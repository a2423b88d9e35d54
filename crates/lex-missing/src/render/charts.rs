//! Default renderer producing chart specifications.

use super::stats::{
    box_plot, build_histogram, category_counts, density_points, ecdf_at, qq_points, stride_sample,
};
use super::{Chart, Figure, MissingRenderer, NamedSeries, Plot, Tab};
use crate::analysis::DEFAULT_NUM_BINS;
use crate::classifier::{ColumnClassifier, ColumnType, DtypeClassifier};
use crate::config::RenderConfig;
use crate::error::{MissingError, Result};
use crate::types::{Intermediate, IntermediateKind, Payload};
use crate::utils::{present_labels, sorted_present_values};
use polars::prelude::*;
use std::collections::HashMap;
use std::sync::Arc;
use tracing::debug;

/// Bars shown per categorical chart, most frequent categories first.
pub const MAX_CATEGORIES: usize = 10;

/// Points per series in jitter plots.
pub const MAX_JITTER_POINTS: usize = 1_000;

const QQ_POINTS: usize = 100;

const ORIGINAL: &str = "Original";
const AFTER_DROP: &str = "After Drop";

/// Renders intermediate results as [`Figure`] specifications.
///
/// Impact charts compare each column before and after dropping the rows
/// missing in the designated column. Column types come from the classifier
/// so charts agree with the type gate.
#[derive(Clone)]
pub struct ChartRenderer {
    classifier: Arc<dyn ColumnClassifier>,
}

impl Default for ChartRenderer {
    fn default() -> Self {
        Self::with_classifier(Arc::new(DtypeClassifier))
    }
}

impl std::fmt::Debug for ChartRenderer {
    fn fmt(&self, f: &mut std::fmt::Formatter<'_>) -> std::fmt::Result {
        f.debug_struct("ChartRenderer").finish_non_exhaustive()
    }
}

impl ChartRenderer {
    pub fn new() -> Self {
        Self::default()
    }

    pub fn with_classifier(classifier: Arc<dyn ColumnClassifier>) -> Self {
        Self { classifier }
    }

    fn impact_parts<'a>(
        intermediate: &'a Intermediate,
        expected: IntermediateKind,
    ) -> Result<(&'a DataFrame, &'a [String], &'a str, usize)> {
        let (dropped, columns) = intermediate
            .impact()
            .filter(|_| intermediate.kind() == expected)
            .ok_or_else(|| {
                MissingError::RenderFailed(format!(
                    "expected a {} result, got {}",
                    expected.display_name(),
                    intermediate.kind().display_name()
                ))
            })?;
        let x = intermediate.source().x.as_deref().ok_or_else(|| {
            MissingError::RenderFailed("impact result has no designated column".to_string())
        })?;
        let bins = intermediate.source().num_bins.unwrap_or(DEFAULT_NUM_BINS);
        Ok((dropped, columns, x, bins))
    }

    fn histogram_plot(original: &[f64], dropped: &[f64], bins: usize) -> Plot {
        let (min, max) = match (original.first(), original.last()) {
            (Some(min), Some(max)) => (*min, *max),
            _ => (f64::NAN, f64::NAN),
        };
        Plot::Histogram {
            series: vec![
                NamedSeries::new(ORIGINAL, build_histogram(original, min, max, bins)),
                NamedSeries::new(AFTER_DROP, build_histogram(dropped, min, max, bins)),
            ],
        }
    }

    fn bar_plot(original: &Column, dropped: &Column) -> Result<Plot> {
        let original_counts = category_counts(&present_labels(original)?);
        let dropped_counts: HashMap<String, usize> =
            category_counts(&present_labels(dropped)?).into_iter().collect();

        let top: Vec<(String, usize)> = original_counts.into_iter().take(MAX_CATEGORIES).collect();
        let categories: Vec<String> = top.iter().map(|(label, _)| label.clone()).collect();
        let original_values: Vec<f64> = top.iter().map(|(_, count)| *count as f64).collect();
        let dropped_values: Vec<f64> = categories
            .iter()
            .map(|label| dropped_counts.get(label).copied().unwrap_or(0) as f64)
            .collect();

        Ok(Plot::Bar {
            categories,
            series: vec![
                NamedSeries::new(ORIGINAL, original_values),
                NamedSeries::new(AFTER_DROP, dropped_values),
            ],
        })
    }

    fn column_chart(
        &self,
        name: &str,
        x: &str,
        original_df: &DataFrame,
        dropped_df: &DataFrame,
        bins: usize,
        config: &RenderConfig,
    ) -> Result<Chart> {
        let original = original_df.column(name)?;
        let dropped = dropped_df.column(name)?;
        let title = format!("{name} (rows missing in {x} dropped)");

        let plot = match self.classifier.classify(original)? {
            ColumnType::Numeric => Self::histogram_plot(
                &sorted_present_values(original)?,
                &sorted_present_values(dropped)?,
                bins,
            ),
            ColumnType::Categorical => Self::bar_plot(original, dropped)?,
        };
        Ok(Chart::new(title, config, plot))
    }

    /// Histogram, QQ, box, jitter, CDF and PDF views of a numeric column
    /// before and after the drop. `original` and `after` are sorted.
    fn numeric_pair_tabs(
        original: &[f64],
        after: &[f64],
        title: &str,
        bins: usize,
        config: &RenderConfig,
    ) -> Vec<Tab> {
        let (min, max) = match (original.first(), original.last()) {
            (Some(min), Some(max)) => (*min, *max),
            _ => (f64::NAN, f64::NAN),
        };
        let original_bins = build_histogram(original, min, max, bins);
        let after_bins = build_histogram(after, min, max, bins);

        let edges: Vec<f64> = original_bins
            .iter()
            .map(|bin| bin.start)
            .chain(original_bins.last().map(|bin| bin.end))
            .collect();

        let boxes = [(ORIGINAL, original), (AFTER_DROP, after)]
            .into_iter()
            .filter_map(|(name, values)| {
                box_plot(values).map(|summary| NamedSeries::new(name, summary))
            })
            .collect();

        let cdf = vec![
            NamedSeries::new(ORIGINAL, ecdf_at(original, &edges)),
            NamedSeries::new(AFTER_DROP, ecdf_at(after, &edges)),
        ];
        let pdf = vec![
            NamedSeries::new(ORIGINAL, density_points(&original_bins)),
            NamedSeries::new(AFTER_DROP, density_points(&after_bins)),
        ];

        let plots = [
            (
                "Histogram",
                Plot::Histogram {
                    series: vec![
                        NamedSeries::new(ORIGINAL, original_bins),
                        NamedSeries::new(AFTER_DROP, after_bins),
                    ],
                },
            ),
            (
                "QQ Plot",
                Plot::Qq {
                    x_label: ORIGINAL.to_string(),
                    y_label: AFTER_DROP.to_string(),
                    points: qq_points(original, after, QQ_POINTS),
                },
            ),
            ("Box Plot", Plot::BoxPlot { series: boxes }),
            (
                "Jitter",
                Plot::Jitter {
                    series: vec![
                        NamedSeries::new(ORIGINAL, stride_sample(original, MAX_JITTER_POINTS)),
                        NamedSeries::new(AFTER_DROP, stride_sample(after, MAX_JITTER_POINTS)),
                    ],
                },
            ),
            ("CDF", Plot::Cdf { series: cdf }),
            ("PDF", Plot::Pdf { series: pdf }),
        ];

        plots
            .into_iter()
            .map(|(tab, plot)| Tab {
                title: tab.to_string(),
                chart: Chart::new(title, config, plot),
            })
            .collect()
    }
}

impl MissingRenderer for ChartRenderer {
    fn render_spectrum(&self, intermediate: &Intermediate, config: &RenderConfig) -> Result<Figure> {
        let Payload::Spectrum {
            distribution,
            density,
            column_missing_rates,
        } = intermediate.payload()
        else {
            return Err(MissingError::RenderFailed(format!(
                "expected a spectrum result, got {}",
                intermediate.kind().display_name()
            )));
        };

        let all_columns: Vec<String> = intermediate
            .source()
            .df
            .get_column_names()
            .iter()
            .map(|name| name.to_string())
            .collect();

        let tabs = vec![
            Tab {
                title: "Missing Spectrum".to_string(),
                chart: Chart::new(
                    "Missing Spectrum",
                    config,
                    Plot::Heatmap {
                        x_labels: distribution.column_names().to_vec(),
                        n_rows: distribution.n_rows(),
                        values: distribution.to_indicator_rows(),
                    },
                ),
            },
            Tab {
                title: "Row Density".to_string(),
                chart: Chart::new(
                    "Non-missing Density per Row",
                    config,
                    Plot::Line {
                        x_label: "row".to_string(),
                        y_label: "density".to_string(),
                        values: density.clone(),
                    },
                ),
            },
            Tab {
                title: "Missing Rate".to_string(),
                chart: Chart::new(
                    "Missing Rate per Column",
                    config,
                    Plot::Bar {
                        categories: all_columns,
                        series: vec![NamedSeries::new(
                            "missing rate",
                            column_missing_rates.clone(),
                        )],
                    },
                ),
            },
        ];

        Ok(Figure::Tabs { tabs })
    }

    fn render_impact(&self, intermediate: &Intermediate, config: &RenderConfig) -> Result<Figure> {
        let (dropped, columns, x, bins) =
            Self::impact_parts(intermediate, IntermediateKind::Impact)?;
        let original = &intermediate.source().df;

        let tabs = columns
            .iter()
            .map(|name| {
                Ok(Tab {
                    title: name.clone(),
                    chart: self.column_chart(name, x, original, dropped, bins, config)?,
                })
            })
            .collect::<Result<Vec<_>>>()?;

        debug!("Rendered {} impact tabs for '{}'", tabs.len(), x);
        Ok(Figure::Tabs { tabs })
    }

    fn render_impact_pair(
        &self,
        intermediate: &Intermediate,
        config: &RenderConfig,
    ) -> Result<Figure> {
        let (dropped, columns, x, bins) =
            Self::impact_parts(intermediate, IntermediateKind::ImpactPair)?;
        let y = columns.first().ok_or_else(|| {
            MissingError::RenderFailed("pair result has no target column".to_string())
        })?;

        let original_col = intermediate.source().df.column(y)?;
        let dropped_col = dropped.column(y)?;

        let tabs = match self.classifier.classify(original_col)? {
            ColumnType::Numeric => Self::numeric_pair_tabs(
                &sorted_present_values(original_col)?,
                &sorted_present_values(dropped_col)?,
                &format!("{y} by missingness of {x}"),
                bins,
                config,
            ),
            ColumnType::Categorical => vec![Tab {
                title: "Bar Chart".to_string(),
                chart: Chart::new(
                    format!("{y} by missingness of {x}"),
                    config,
                    Self::bar_plot(original_col, dropped_col)?,
                ),
            }],
        };

        Ok(Figure::Tabs { tabs })
    }
}
//! Error types for missing-value analysis.
//!
//! Every failure is detected before any analyzer touches row data, so an
//! error never leaves partial results behind. Errors are serializable as
//! `{code, message}` pairs so a frontend can branch on the code.

use serde::Serialize;
use serde::ser::SerializeStruct;
use thiserror::Error;

/// The main error type for missing-value analysis.
#[derive(Error, Debug)]
pub enum MissingError {
    /// A column's classified type is neither numeric nor categorical.
    #[error("Column '{column}' has unsupported type {dtype}: expected numeric or categorical")]
    UnsupportedColumnType { column: String, dtype: String },

    /// The column type gate could not classify a column.
    #[error("Column '{column}' with dtype {dtype} cannot be classified")]
    UnclassifiableColumn { column: String, dtype: String },

    /// Column was not found in the dataset.
    #[error("Column '{0}' not found in dataset")]
    ColumnNotFound(String),

    /// The combination of arguments does not select an analysis.
    #[error("Invalid arguments: {0}")]
    InvalidArguments(String),

    /// Invalid rendering configuration provided.
    #[error("Invalid configuration: {0}")]
    InvalidConfig(String),

    /// A rendering routine failed to produce a figure.
    #[error("Failed to render figure: {0}")]
    RenderFailed(String),

    /// Polars error wrapper.
    #[error("Polars error: {0}")]
    Polars(#[from] polars::error::PolarsError),

    /// JSON serialization/deserialization error.
    #[error("JSON error: {0}")]
    Json(#[from] serde_json::Error),

    /// Generic error with context.
    #[error("{context}: {source}")]
    WithContext {
        context: String,
        #[source]
        source: Box<MissingError>,
    },
}

impl MissingError {
    /// Add context to an error.
    pub fn with_context(self, context: impl Into<String>) -> Self {
        MissingError::WithContext {
            context: context.into(),
            source: Box::new(self),
        }
    }

    /// Get error code for frontend handling.
    pub fn error_code(&self) -> &'static str {
        match self {
            Self::UnsupportedColumnType { .. } => "UNSUPPORTED_COLUMN_TYPE",
            Self::UnclassifiableColumn { .. } => "UNCLASSIFIABLE_COLUMN",
            Self::ColumnNotFound(_) => "COLUMN_NOT_FOUND",
            Self::InvalidArguments(_) => "INVALID_ARGUMENTS",
            Self::InvalidConfig(_) => "INVALID_CONFIG",
            Self::RenderFailed(_) => "RENDER_FAILED",
            Self::Polars(_) => "POLARS_ERROR",
            Self::Json(_) => "JSON_ERROR",
            Self::WithContext { source, .. } => source.error_code(),
        }
    }

    /// Check if this error was caused by the caller's arguments rather than the data.
    pub fn is_argument_error(&self) -> bool {
        match self {
            Self::ColumnNotFound(_) | Self::InvalidArguments(_) | Self::InvalidConfig(_) => true,
            Self::WithContext { source, .. } => source.is_argument_error(),
            _ => false,
        }
    }
}

impl From<crate::config::ConfigValidationError> for MissingError {
    fn from(err: crate::config::ConfigValidationError) -> Self {
        MissingError::InvalidConfig(err.to_string())
    }
}

/// Errors are serialized as a struct with `code` and `message` fields.
impl Serialize for MissingError {
    fn serialize<S>(&self, serializer: S) -> std::result::Result<S::Ok, S::Error>
    where
        S: serde::Serializer,
    {
        let mut state = serializer.serialize_struct("MissingError", 2)?;
        state.serialize_field("code", &self.error_code())?;
        state.serialize_field("message", &self.to_string())?;
        state.end()
    }
}

/// Result type alias for missing-value analysis.
pub type Result<T> = std::result::Result<T, MissingError>;

/// Extension trait for adding context to Results.
pub trait ResultExt<T> {
    /// Add context to an error result.
    fn context(self, context: impl Into<String>) -> Result<T>;
}

impl<T> ResultExt<T> for Result<T> {
    fn context(self, context: impl Into<String>) -> Result<T> {
        self.map_err(|e| e.with_context(context))
    }
}

impl<T> ResultExt<T> for std::result::Result<T, polars::error::PolarsError> {
    fn context(self, context: impl Into<String>) -> Result<T> {
        self.map_err(|e| MissingError::Polars(e).with_context(context))
    }
}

= = =

PROBLEM TO WORK ON: Please transcribe the records exactly from their first line through the line holding "use std::sync::Arc;", and leave out all others.

WRITTEN SOLUTION:
repository a2423b88d9e35d54
filename crates/lex-missing/src/render/charts.rs
//! Default renderer producing chart specifications.

use super::stats::{
    box_plot, build_histogram, category_counts, density_points, ecdf_at, qq_points, stride_sample,
};
use super::{Chart, Figure, MissingRenderer, NamedSeries, Plot, Tab};
use crate::analysis::DEFAULT_NUM_BINS;
use crate::classifier::{ColumnClassifier, ColumnType, DtypeClassifier};
use crate::config::RenderConfig;
use crate::error::{MissingError, Result};
use crate::types::{Intermediate, IntermediateKind, Payload};
use crate::utils::{present_labels, sorted_present_values};
use polars::prelude::*;
use std::collections::HashMap;
use std::sync::Arc;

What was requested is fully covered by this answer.